*Try it*: Draw out every line with the word "instrument" from the listing below.

*Provided data*:
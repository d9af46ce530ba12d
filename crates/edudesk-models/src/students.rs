//! Student domain models and DTOs.

use chrono::{DateTime, NaiveDate, Utc};
use edudesk_core::serde::{deserialize_optional_parsed, deserialize_optional_trimmed, deserialize_some};
use edudesk_core::{PaginationMeta, PaginationParams};
use serde::{Deserialize, Serialize};
use sqlx::FromRow;
use utoipa::{IntoParams, ToSchema};
use validator::{Validate, ValidationError};

use crate::ids::{BusId, ClassId, SectionId, StudentId};

/// A student record, joined with the names of its class, section and bus.
#[derive(Debug, Clone, Serialize, Deserialize, FromRow, ToSchema)]
pub struct Student {
    pub id: StudentId,
    pub first_name: String,
    pub last_name: String,
    pub admission_number: String,
    pub email: Option<String>,
    pub phone: Option<String>,
    pub gender: Option<String>,
    pub date_of_birth: Option<NaiveDate>,
    pub guardian_name: Option<String>,
    pub guardian_phone: Option<String>,
    pub address: Option<String>,
    pub class_id: Option<ClassId>,
    pub section_id: Option<SectionId>,
    pub bus_id: Option<BusId>,
    #[sqlx(default)]
    pub class_name: Option<String>,
    #[sqlx(default)]
    pub section_name: Option<String>,
    #[sqlx(default)]
    pub bus_number: Option<String>,
    pub created_at: DateTime<Utc>,
    pub updated_at: DateTime<Utc>,
}

impl Student {
    pub fn full_name(&self) -> String {
        format!("{} {}", self.first_name, self.last_name)
    }
}

#[derive(Debug, Deserialize, Validate, ToSchema)]
#[validate(schema(function = "validate_create_placement"))]
pub struct CreateStudentDto {
    #[validate(length(min = 1, max = 100))]
    pub first_name: String,
    #[validate(length(min = 1, max = 100))]
    pub last_name: String,
    #[validate(length(min = 1, max = 50))]
    pub admission_number: String,
    #[validate(email)]
    pub email: Option<String>,
    #[validate(length(max = 30))]
    pub phone: Option<String>,
    #[validate(length(max = 20))]
    pub gender: Option<String>,
    pub date_of_birth: Option<NaiveDate>,
    #[validate(length(max = 150))]
    pub guardian_name: Option<String>,
    #[validate(length(max = 30))]
    pub guardian_phone: Option<String>,
    pub address: Option<String>,
    pub class_id: Option<ClassId>,
    pub section_id: Option<SectionId>,
    pub bus_id: Option<BusId>,
}

/// Partial update. Omitted fields keep their value. Every optional column
/// (contact details, guardian, assignments) may be sent as `null` to clear it.
#[derive(Debug, Default, Deserialize, Validate, ToSchema)]
pub struct UpdateStudentDto {
    #[validate(length(min = 1, max = 100))]
    pub first_name: Option<String>,
    #[validate(length(min = 1, max = 100))]
    pub last_name: Option<String>,
    #[validate(length(min = 1, max = 50))]
    pub admission_number: Option<String>,
    #[serde(default, deserialize_with = "deserialize_some")]
    #[schema(value_type = Option<String>, format = "email")]
    #[validate(email)]
    pub email: Option<Option<String>>,
    #[serde(default, deserialize_with = "deserialize_some")]
    #[schema(value_type = Option<String>)]
    #[validate(length(max = 30))]
    pub phone: Option<Option<String>>,
    #[serde(default, deserialize_with = "deserialize_some")]
    #[schema(value_type = Option<String>)]
    #[validate(length(max = 20))]
    pub gender: Option<Option<String>>,
    #[serde(default, deserialize_with = "deserialize_some")]
    #[schema(value_type = Option<String>, format = "date")]
    pub date_of_birth: Option<Option<NaiveDate>>,
    #[serde(default, deserialize_with = "deserialize_some")]
    #[schema(value_type = Option<String>)]
    #[validate(length(max = 150))]
    pub guardian_name: Option<Option<String>>,
    #[serde(default, deserialize_with = "deserialize_some")]
    #[schema(value_type = Option<String>)]
    #[validate(length(max = 30))]
    pub guardian_phone: Option<Option<String>>,
    #[serde(default, deserialize_with = "deserialize_some")]
    #[schema(value_type = Option<String>)]
    pub address: Option<Option<String>>,
    #[serde(default, deserialize_with = "deserialize_some")]
    #[schema(value_type = Option<String>, format = "uuid")]
    pub class_id: Option<Option<ClassId>>,
    #[serde(default, deserialize_with = "deserialize_some")]
    #[schema(value_type = Option<String>, format = "uuid")]
    pub section_id: Option<Option<SectionId>>,
    #[serde(default, deserialize_with = "deserialize_some")]
    #[schema(value_type = Option<String>, format = "uuid")]
    pub bus_id: Option<Option<BusId>>,
}

/// Where a student sits once an update is applied.
#[derive(Debug, Clone, Copy, PartialEq, Eq)]
pub struct Placement {
    pub class_id: Option<ClassId>,
    pub section_id: Option<SectionId>,
    pub bus_id: Option<BusId>,
}

impl Placement {
    /// Applies the assignment fields of `dto` on top of `self`.
    #[must_use]
    pub fn merged(self, dto: &UpdateStudentDto) -> Self {
        Self {
            class_id: dto.class_id.unwrap_or(self.class_id),
            section_id: dto.section_id.unwrap_or(self.section_id),
            bus_id: dto.bus_id.unwrap_or(self.bus_id),
        }
    }

    /// A section only makes sense inside a class.
    pub fn check(&self) -> Result<(), ValidationError> {
        if self.section_id.is_some() && self.class_id.is_none() {
            return Err(ValidationError::new("section_without_class")
                .with_message("section_id requires class_id".into()));
        }
        Ok(())
    }
}

impl From<&Student> for Placement {
    fn from(student: &Student) -> Self {
        Self {
            class_id: student.class_id,
            section_id: student.section_id,
            bus_id: student.bus_id,
        }
    }
}

fn validate_create_placement(dto: &CreateStudentDto) -> Result<(), ValidationError> {
    Placement {
        class_id: dto.class_id,
        section_id: dto.section_id,
        bus_id: dto.bus_id,
    }
    .check()
}

#[derive(Debug, Default, Deserialize, ToSchema, IntoParams)]
#[into_params(parameter_in = Query)]
pub struct StudentFilterParams {
    /// Matches first name, last name, admission number or email
    #[serde(default, deserialize_with = "deserialize_optional_trimmed")]
    pub search: Option<String>,
    #[serde(default, deserialize_with = "deserialize_optional_parsed")]
    pub class_id: Option<ClassId>,
    #[serde(default, deserialize_with = "deserialize_optional_parsed")]
    pub section_id: Option<SectionId>,
    #[serde(default, deserialize_with = "deserialize_optional_parsed")]
    pub bus_id: Option<BusId>,
    #[serde(flatten)]
    pub pagination: PaginationParams,
}

#[derive(Debug, Serialize, ToSchema)]
pub struct PaginatedStudentsResponse {
    pub data: Vec<Student>,
    pub meta: PaginationMeta,
}

#[cfg(test)]
mod tests {
    use super::*;

    fn create_dto() -> CreateStudentDto {
        CreateStudentDto {
            first_name: "Ada".to_string(),
            last_name: "Obi".to_string(),
            admission_number: "ADM-0001".to_string(),
            email: Some("ada.obi@example.com".to_string()),
            phone: None,
            gender: Some("female".to_string()),
            date_of_birth: NaiveDate::from_ymd_opt(2012, 3, 14),
            guardian_name: Some("Ngozi Obi".to_string()),
            guardian_phone: Some("+2348000000000".to_string()),
            address: None,
            class_id: Some(ClassId::new()),
            section_id: Some(SectionId::new()),
            bus_id: None,
        }
    }

    #[test]
    fn test_create_student_dto_validation() {
        assert!(create_dto().validate().is_ok());
    }

    #[test]
    fn test_create_student_requires_names_and_admission_number() {
        let mut dto = create_dto();
        dto.first_name = String::new();
        assert!(dto.validate().is_err());

        let mut dto = create_dto();
        dto.admission_number = "x".repeat(51);
        assert!(dto.validate().is_err());
    }

    #[test]
    fn test_create_student_invalid_email() {
        let mut dto = create_dto();
        dto.email = Some("not-an-email".to_string());
        assert!(dto.validate().is_err());
    }

    #[test]
    fn test_create_student_section_without_class() {
        let mut dto = create_dto();
        dto.class_id = None;
        let errors = dto.validate().unwrap_err();
        assert!(errors.field_errors().contains_key("__all__"));
    }

    #[test]
    fn test_update_student_dto_empty_is_valid() {
        assert!(UpdateStudentDto::default().validate().is_ok());
    }

    #[test]
    fn test_update_dto_null_clears_assignment() {
        let dto: UpdateStudentDto = serde_json::from_str(r#"{"bus_id":null}"#).unwrap();
        assert_eq!(dto.bus_id, Some(None));
        assert_eq!(dto.class_id, None);
    }

    #[test]
    fn test_update_dto_null_clears_contact_fields() {
        let json = r#"{"guardian_name":null,"email":null,"phone":"0803"}"#;
        let dto: UpdateStudentDto = serde_json::from_str(json).unwrap();
        assert_eq!(dto.guardian_name, Some(None));
        assert_eq!(dto.email, Some(None));
        assert_eq!(dto.phone, Some(Some("0803".to_string())));
        assert_eq!(dto.address, None);
        assert_eq!(dto.date_of_birth, None);
        assert!(dto.validate().is_ok());
    }

    #[test]
    fn test_update_dto_validates_present_contact_values() {
        let dto = UpdateStudentDto {
            email: Some(Some("not-an-email".to_string())),
            ..Default::default()
        };
        assert!(dto.validate().is_err());

        let dto = UpdateStudentDto {
            guardian_name: Some(Some("x".repeat(151))),
            ..Default::default()
        };
        assert!(dto.validate().is_err());
    }

    #[test]
    fn test_placement_merge() {
        let class_id = ClassId::new();
        let section_id = SectionId::new();
        let bus_id = BusId::new();
        let current = Placement {
            class_id: Some(class_id),
            section_id: Some(section_id),
            bus_id: Some(bus_id),
        };

        let dto = UpdateStudentDto {
            bus_id: Some(None),
            ..Default::default()
        };
        let merged = current.merged(&dto);
        assert_eq!(merged.class_id, Some(class_id));
        assert_eq!(merged.section_id, Some(section_id));
        assert_eq!(merged.bus_id, None);
        assert!(merged.check().is_ok());

        let dto = UpdateStudentDto {
            class_id: Some(None),
            ..Default::default()
        };
        assert!(current.merged(&dto).check().is_err());
    }

    #[test]
    fn test_filter_params_blank_ids() {
        let json = r#"{"class_id":"","search":"","page":"2"}"#;
        let params: StudentFilterParams = serde_json::from_str(json).unwrap();
        assert!(params.class_id.is_none());
        assert!(params.search.is_none());
        assert_eq!(params.pagination.page(), Some(2));
    }
}
use edudesk_core::AppError;
use edudesk_models::dashboard::{DashboardSummary, DirectoryCounts, FeeTotals};
use sqlx::PgPool;
use tracing::instrument;

pub struct DashboardService;

impl DashboardService {
    #[instrument(skip(db))]
    pub async fn get_summary(db: &PgPool) -> Result<DashboardSummary, AppError> {
        let counts = sqlx::query_as::<_, DirectoryCounts>(
            r#"SELECT
                   (SELECT COUNT(*) FROM students) AS students,
                   (SELECT COUNT(*) FROM teachers) AS teachers,
                   (SELECT COUNT(*) FROM classes) AS classes,
                   (SELECT COUNT(*) FROM sections) AS sections,
                   (SELECT COUNT(*) FROM subjects) AS subjects,
                   (SELECT COUNT(*) FROM buses) AS buses,
                   (SELECT COUNT(*) FROM schedules WHERE status = 'active') AS active_schedules"#,
        )
        .fetch_one(db)
        .await?;

        let fees = sqlx::query_as::<_, FeeTotals>(
            r#"SELECT
                   COALESCE(SUM(total), 0) AS billed,
                   COALESCE(SUM(paid_amount), 0) AS collected,
                   COALESCE(SUM(total - paid_amount), 0) AS outstanding,
                   COUNT(*) FILTER (WHERE paid_amount = 0 AND total > 0) AS unpaid_fees
               FROM fees"#,
        )
        .fetch_one(db)
        .await?;

        Ok(DashboardSummary { counts, fees })
    }
}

*Task answer*:
use tracing::instrument;
    #[instrument(skip(db))]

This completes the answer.